Riflessione  molto affascinante e, allo stesso tempo, incredibilmente avanguardista  rispetto all’approccio capitalista che, per farla breve, tende a  racchiudere la natura in apposite riserve e parchi per speculare su  tutto il resto del territorio. Per la serie mettiamo la natura nel Parco delle Cesine o nella Riserva Marina di Porto Cesare e poi, col resto, ci  facciamo quello che vogliamo. Tap, porti turistici e villaggi che andranno di moda al massimo per 10 anni (vedi degrado di Torre  Inserraglio). Facile no? Nel proporsi, la riflessione sulla  territorialità dei luoghi che abitiamo, non può che aprire una finestra  sull’opportunità di un opera altamente invasiva quale il Trans Adriatic  Pipeline che, rompendo la costa in una delle località più significative  per la cultura identitaria salentina, arriva ad operare una vera e  propria campagna di “sensibilizzazione” (ovvero destabilizzazione degli  equilibri locali) atta a far passare il concetto che, in fondo, tutto  può diventare territorio. Basta venderlo bene.
Niente di più falso.
Anche in questo caso viene in nostro soccorso l’illustre Magnaghi  puntando dritto agli aspetti che caratterizzano gli atti prodotti da una cultura come “territorializzanti”, e che per questo si rifanno  direttamente alla storicità del rapporto Popolazione/Luogo e al grado di sostenibilità delle azioni che tra i due elementi, naturalmente, si  sono succedute nel tempo e che, spontaneamente, tuttora intercorrono.
La sostenibilità diventa così capacità di autogoverno di un Territorio  al netto di continui sostegni esterni, aspetto fondamentale in quanto  permette di dare valore ai saperi locali, gli unici in grado di produrre atti territorializzanti e profondamente identitari dei luoghi. Gli  stessi che rendono un “Locale” (in questo caso il nostro, questo  Salento) unico e fortemente appetibile per il mercato globale.

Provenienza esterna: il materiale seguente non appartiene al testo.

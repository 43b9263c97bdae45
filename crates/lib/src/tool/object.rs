use std::any::Any;
use std::collections::BTreeMap;
use std::ops::{Deref, DerefMut};

use tracing::trace;

use super::memo::{MemoCache, MemoKey};
use super::types::ToolError;
use super::Value;

/// Attribute storage shared by every build action.
///
/// Attributes are declared while the tool is *open*, which only happens
/// inside [`Tool::build`]. Constructors nest: a derived constructor may hand
/// its [`Construct`] guard to a base constructor, which opens it again. Once
/// the outermost guard drops the set of attribute names is frozen for good:
/// assigning an undeclared name fails with [`ToolError::UnknownAttribute`],
/// while assigning a declared one succeeds and clears the memoisation cache.
#[derive(Default)]
pub struct Tool {
  fields: BTreeMap<String, Value>,
  open: usize,
  memo: MemoCache,
}

impl std::fmt::Debug for Tool {
  fn fmt(&self, f: &mut std::fmt::Formatter<'_>) -> std::fmt::Result {
    f.debug_struct("Tool")
      .field("fields", &self.fields)
      .field("open", &self.open)
      .field("cached", &self.memo.len())
      .finish()
  }
}

impl Tool {
  /// A closed tool with no attributes.
  pub fn new() -> Self {
    Self::default()
  }

  /// Construct a tool. `construct` runs in the open phase; the names it
  /// declares are the tool's attributes from then on.
  pub fn build(construct: impl FnOnce(&mut Construct<'_>)) -> Self {
    let mut tool = Tool::default();
    construct(&mut tool.enter());
    tool
  }

  fn enter(&mut self) -> Construct<'_> {
    self.open += 1;
    Construct { tool: self }
  }

  /// Reopen for a nested constructor. Only valid while construction is in
  /// progress; a finished tool stays closed.
  pub fn open(&mut self) -> Result<Construct<'_>, ToolError> {
    if self.open == 0 {
      return Err(ToolError::Closed);
    }
    Ok(self.enter())
  }

  pub fn is_open(&self) -> bool {
    self.open > 0
  }

  /// Assign an attribute, subject to the lock.
  pub fn set(&mut self, name: &str, value: impl Into<Value>) -> Result<(), ToolError> {
    if let Some(slot) = self.fields.get_mut(name) {
      *slot = value.into();
    } else if self.open > 0 {
      self.fields.insert(name.to_string(), value.into());
    } else {
      return Err(ToolError::UnknownAttribute(name.to_string()));
    }
    self.memo.clear();
    Ok(())
  }

  /// Modify a declared attribute in place. Counts as a write.
  pub fn update<R>(&mut self, name: &str, f: impl FnOnce(&mut Value) -> R) -> Result<R, ToolError> {
    let slot = self
      .fields
      .get_mut(name)
      .ok_or_else(|| ToolError::UnknownAttribute(name.to_string()))?;
    let result = f(slot);
    self.memo.clear();
    Ok(result)
  }

  pub fn get(&self, name: &str) -> Option<&Value> {
    self.fields.get(name)
  }

  /// Like [`get`](Self::get), but an undeclared name is an error.
  pub fn attr(&self, name: &str) -> Result<&Value, ToolError> {
    self
      .fields
      .get(name)
      .ok_or_else(|| ToolError::UnknownAttribute(name.to_string()))
  }

  pub fn str_attr(&self, name: &str) -> Result<&str, ToolError> {
    let value = self.attr(name)?;
    value.as_str().ok_or_else(|| wrong_type(name, "string", value))
  }

  pub fn bool_attr(&self, name: &str) -> Result<bool, ToolError> {
    let value = self.attr(name)?;
    value.as_bool().ok_or_else(|| wrong_type(name, "bool", value))
  }

  pub fn list_attr(&self, name: &str) -> Result<&[Value], ToolError> {
    let value = self.attr(name)?;
    value.as_list().ok_or_else(|| wrong_type(name, "list", value))
  }

  pub fn map_attr(&self, name: &str) -> Result<&BTreeMap<Value, Value>, ToolError> {
    let value = self.attr(name)?;
    value.as_map().ok_or_else(|| wrong_type(name, "map", value))
  }

  pub fn has(&self, name: &str) -> bool {
    self.fields.contains_key(name)
  }

  pub fn field_names(&self) -> impl Iterator<Item = &str> {
    self.fields.keys().map(String::as_str)
  }

  /// Return the cached result for `key`, computing and storing it on a miss.
  ///
  /// The cache lock is released while `compute` runs, so a memoised method may
  /// call other memoised methods on the same tool.
  pub fn memoise<T, F>(&self, key: MemoKey, compute: F) -> T
  where
    T: Any + Clone + Send + Sync,
    F: FnOnce() -> T,
  {
    if let Some(hit) = self.memo.get::<T>(&key) {
      trace!(method = key.method(), "memo hit");
      return hit;
    }
    let value = compute();
    self.memo.insert(key, value.clone());
    value
  }

  /// Fallible [`memoise`](Self::memoise). Errors are returned but not cached.
  pub fn try_memoise<T, E, F>(&self, key: MemoKey, compute: F) -> Result<T, E>
  where
    T: Any + Clone + Send + Sync,
    F: FnOnce() -> Result<T, E>,
  {
    if let Some(hit) = self.memo.get::<T>(&key) {
      trace!(method = key.method(), "memo hit");
      return Ok(hit);
    }
    let value = compute()?;
    self.memo.insert(key, value.clone());
    Ok(value)
  }

  pub fn clear_cache(&self) {
    self.memo.clear();
  }

  /// Number of memoised results currently held.
  pub fn cached_len(&self) -> usize {
    self.memo.len()
  }

  /// Overwrite this tool's fields with copies of `other`'s.
  ///
  /// Containers are copied; shared objects keep their identity. The cache is
  /// not carried over.
  pub(crate) fn copy_fields_from(&mut self, other: &Tool) {
    for (name, value) in &other.fields {
      self.fields.insert(name.clone(), value.clone());
    }
    self.memo.clear();
  }
}

fn wrong_type(name: &str, expected: &'static str, found: &Value) -> ToolError {
  ToolError::WrongType {
    name: name.to_string(),
    expected,
    found: found.kind(),
  }
}

/// Keeps a [`Tool`] open for declarations until dropped.
pub struct Construct<'a> {
  tool: &'a mut Tool,
}

impl Construct<'_> {
  /// Open the tool again for a base constructor.
  pub fn open(&mut self) -> Construct<'_> {
    self.tool.enter()
  }

  /// Declare an attribute with its initial value.
  pub fn declare(&mut self, name: &str, value: impl Into<Value>) -> &mut Self {
    self.tool.fields.insert(name.to_string(), value.into());
    self
  }
}

impl Deref for Construct<'_> {
  type Target = Tool;

  fn deref(&self) -> &Tool {
    self.tool
  }
}

impl DerefMut for Construct<'_> {
  fn deref_mut(&mut self) -> &mut Tool {
    self.tool
  }
}

impl Drop for Construct<'_> {
  fn drop(&mut self) {
    self.tool.open -= 1;
  }
}

/// Access to the [`Tool`] embedded in a build action.
pub trait AsTool {
  fn tool(&self) -> &Tool;
  fn tool_mut(&mut self) -> &mut Tool;
}

impl AsTool for Tool {
  fn tool(&self) -> &Tool {
    self
  }

  fn tool_mut(&mut self) -> &mut Tool {
    self
  }
}

/// Produce an independent derivative of a build action.
///
/// The copy is built by the type's own constructor, then receives a selective
/// deep copy of the source's attribute values: lists, sets and maps are
/// copied recursively, everything else is shared.
pub trait CloneTool: AsTool + Sized {
  /// A freshly constructed instance bound to the same collaborators.
  fn construct_default(&self) -> Self;

  fn clone_tool(&self) -> Self {
    let mut copy = self.construct_default();
    copy.tool_mut().copy_fields_from(self.tool());
    copy
  }
}

impl CloneTool for Tool {
  fn construct_default(&self) -> Self {
    Tool::new()
  }
}
//! Dependency records: what a target was last built from.
//!
//! A record stores the target paths, the build arguments and a content hash
//! of every source. Comparing it with the current arguments and sources
//! yields a reason to rebuild, or none when the targets are up to date.

mod store;
pub mod types;

pub use store::DependencyStore;
pub use types::{BuildArgs, DepInfoError, DependencyEntry, DependencyInfo};
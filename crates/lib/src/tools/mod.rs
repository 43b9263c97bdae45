//! Built-in build actions.

mod compiler;
mod filesys;
mod process;
mod shell;
mod types;

pub use compiler::{CompilerTool, Language, parse_depfile};
pub use filesys::FileSysTool;
pub use shell::ShellTool;
pub use types::CompilerError;
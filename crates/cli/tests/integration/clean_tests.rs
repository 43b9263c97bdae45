//! Clean command integration tests.

use predicates::prelude::*;

use super::common::TestEnv;

#[test]
fn clean_forces_the_next_build() {
  let env = TestEnv::copy_project();
  env.cake_cmd().args(["build", "-k", "release=false"]).assert().success();

  env
    .cake_cmd()
    .arg("clean")
    .assert()
    .success()
    .stdout(predicate::str::contains("Removed 3 dependency record(s)"));

  env
    .cake_cmd()
    .args(["build", "-v", "-k", "release=false"])
    .assert()
    .success()
    .stderr(predicate::str::contains("no dependency record"));
}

Non sembra essere questo il pensiero di Tonio Tondo, noto politico copertinese di  area centrista che, in un recente articolo apparso sulla Gazzetta del  Mezzogiorno, mortifica l’attuale strategia di Tap fatta di  sponsorizzazioni selvagge ad eventi e sagre di natura popolare e non  solo e suggerisce nuove strade da percorrere al fine di rendere l’opera  meno “antipatica” alla popolazione salentina. Così, nell’ipotizzare  finanziamenti e borse di studio ai meritevoli, si riaprono vecchi scenari con soluzioni alternative. Disegnando rette nella galassia della  geopolitica planetaria ci si dimentica di quanto, mai come ora,  globalizzare faccia rima con localizzare. Si sorvola sulle potenzialità  di un Salento a vocazione turistica per sponsorizzare opere ad elevato  impatto ambientale, sociale e politico. Si ignora il ribollire di anime  pronte ad investire tempo e denaro su questo Salento per investire  in infrastutture pericolosamente compromettenti dal punto di vista  territoriale, volute da chi vede un “corridoio” nell’altrui “salotto”.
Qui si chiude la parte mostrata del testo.